*** Block opens ***

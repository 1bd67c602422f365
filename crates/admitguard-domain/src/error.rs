use std::fmt;
use thiserror::Error;

/// 1-based line and column in rule source.
#[derive(Clone, Copy, Debug, PartialEq, Eq)]
pub struct Position {
    pub line: usize,
    pub column: usize,
}

impl Position {
    /// Locate a byte offset in `source`. Offsets past the end clamp to the end.
    pub fn at_offset(source: &str, offset: usize) -> Self {
        let mut offset = offset.min(source.len());
        while !source.is_char_boundary(offset) {
            offset -= 1;
        }
        let before = &source[..offset];
        let line = before.matches('\n').count() + 1;
        let line_start = before.rfind('\n').map_or(0, |i| i + 1);
        let column = before[line_start..].chars().count() + 1;
        Self { line, column }
    }
}

impl fmt::Display for Position {
    fn fmt(&self, f: &mut fmt::Formatter<'_>) -> fmt::Result {
        write!(f, "{}:{}", self.line, self.column)
    }
}

/// Rule code that cannot be turned into a program. A policy-authoring defect.
#[derive(Debug, Clone, PartialEq, Eq, Error)]
pub enum CompileError {
    #[error("syntax error at {at}: {message}")]
    Syntax { at: Position, message: String },

    #[error("unknown function `{name}` at {at}")]
    UnknownBuiltin { name: String, at: Position },

    #[error("`{name}` takes {expected} argument(s), found {found} at {at}")]
    Arity {
        name: String,
        expected: usize,
        found: usize,
        at: Position,
    },

    #[error("unknown identifier `{name}` at {at}")]
    UnknownIdentifier { name: String, at: Position },

    #[error("parameter `{name}` is not declared by the policy at {at}")]
    UndeclaredParameter { name: String, at: Position },

    #[error("lambda is only allowed as the second argument of any/all/count at {at}")]
    MisplacedLambda { at: Position },

    #[error("`{name}` expects a lambda `v => ...` as its second argument at {at}")]
    LambdaExpected { name: String, at: Position },

    #[error("invalid regex {pattern:?} at {at}: {message}")]
    InvalidRegex {
        pattern: String,
        message: String,
        at: Position,
    },

    #[error("rule code has no `violation` rule")]
    NoRules,
}

/// A compiled program that failed while running against an input.
#[derive(Debug, Clone, PartialEq, Eq, Error)]
pub enum EvalError {
    #[error("type error: {0}")]
    Type(String),

    #[error("integer overflow")]
    Overflow,

    #[error("required parameter `{0}` has no value")]
    MissingParameter(String),

    #[error("parameter `{name}` is declared as {expected} but has a {found} value")]
    ParameterType {
        name: String,
        expected: String,
        found: String,
    },

    #[error("invalid regex {pattern:?}: {message}")]
    InvalidRegex { pattern: String, message: String },

    #[error("evaluation cancelled")]
    Cancelled,
}

impl EvalError {
    pub(crate) fn type_error(message: impl Into<String>) -> Self {
        EvalError::Type(message.into())
    }
}

#[cfg(test)]
mod tests {
    use super::*;

    #[test]
    fn position_counts_lines_and_columns() {
        let source = "violation \"a\"\n  when x";
        assert_eq!(
            Position::at_offset(source, 0),
            Position { line: 1, column: 1 }
        );
        assert_eq!(
            Position::at_offset(source, 16),
            Position { line: 2, column: 3 }
        );
        assert_eq!(
            Position::at_offset(source, 999),
            Position { line: 2, column: 9 }
        );
    }

    #[test]
    fn error_display() {
        let err = CompileError::UnknownBuiltin {
            name: "frobnicate".to_string(),
            at: Position { line: 3, column: 7 },
        };
        assert_eq!(err.to_string(), "unknown function `frobnicate` at 3:7");

        let err = EvalError::MissingParameter("registry".to_string());
        assert_eq!(err.to_string(), "required parameter `registry` has no value");
    }
}
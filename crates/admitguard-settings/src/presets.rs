use admitguard_domain::{SinkFailureMode, ValidatorOptions};
use admitguard_types::ids;
use std::time::Duration;

pub const PROFILE_ADMISSION: &str = "admission";
pub const PROFILE_AUDIT: &str = "audit";
pub const PROFILE_TF_ADMISSION: &str = "tf-admission";

const ADMISSION_TIMEOUT: Duration = Duration::from_millis(5000);

/// Preset profiles. `None` for an unknown name.
pub fn preset(profile: &str) -> Option<ValidatorOptions> {
    match profile {
        PROFILE_ADMISSION => Some(admission_profile(ids::VALIDATION_TYPE_ADMISSION)),
        PROFILE_TF_ADMISSION => Some(admission_profile(ids::VALIDATION_TYPE_TF_ADMISSION)),
        PROFILE_AUDIT => Some(audit_profile()),
        _ => None,
    }
}

// An admission webhook is waiting on the answer, so it gets a deadline and a failed
// sink fails the request.
fn admission_profile(validation_type: &str) -> ValidatorOptions {
    ValidatorOptions {
        validation_type: validation_type.to_string(),
        write_compliance: false,
        sink_failure: SinkFailureMode::Propagate,
        evaluation_timeout: Some(ADMISSION_TIMEOUT),
        ..ValidatorOptions::default()
    }
}

fn audit_profile() -> ValidatorOptions {
    ValidatorOptions {
        validation_type: ids::VALIDATION_TYPE_AUDIT.to_string(),
        write_compliance: true,
        sink_failure: SinkFailureMode::Report,
        evaluation_timeout: None,
        ..ValidatorOptions::default()
    }
}

#[cfg(test)]
mod tests {
    use super::*;

    #[test]
    fn known_profiles_resolve() {
        let audit = preset(PROFILE_AUDIT).expect("audit");
        assert!(audit.write_compliance);
        assert_eq!(audit.sink_failure, SinkFailureMode::Report);

        let tf = preset(PROFILE_TF_ADMISSION).expect("tf-admission");
        assert_eq!(tf.validation_type, ids::VALIDATION_TYPE_TF_ADMISSION);
        assert_eq!(tf.evaluation_timeout, Some(ADMISSION_TIMEOUT));

        assert!(preset("strict").is_none());
    }
}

*** Block closes ***

● What needs to be done:
Copy exactly the stretch of data above from the line with "impl fmt::Display for" through the line with "A policy-authoring defect.", and omit all other lines.

● Problem solution:
impl fmt::Display for Position {
    fn fmt(&self, f: &mut fmt::Formatter<'_>) -> fmt::Result {
        write!(f, "{}:{}", self.line, self.column)
    }
}

/// Rule code that cannot be turned into a program. A policy-authoring defect.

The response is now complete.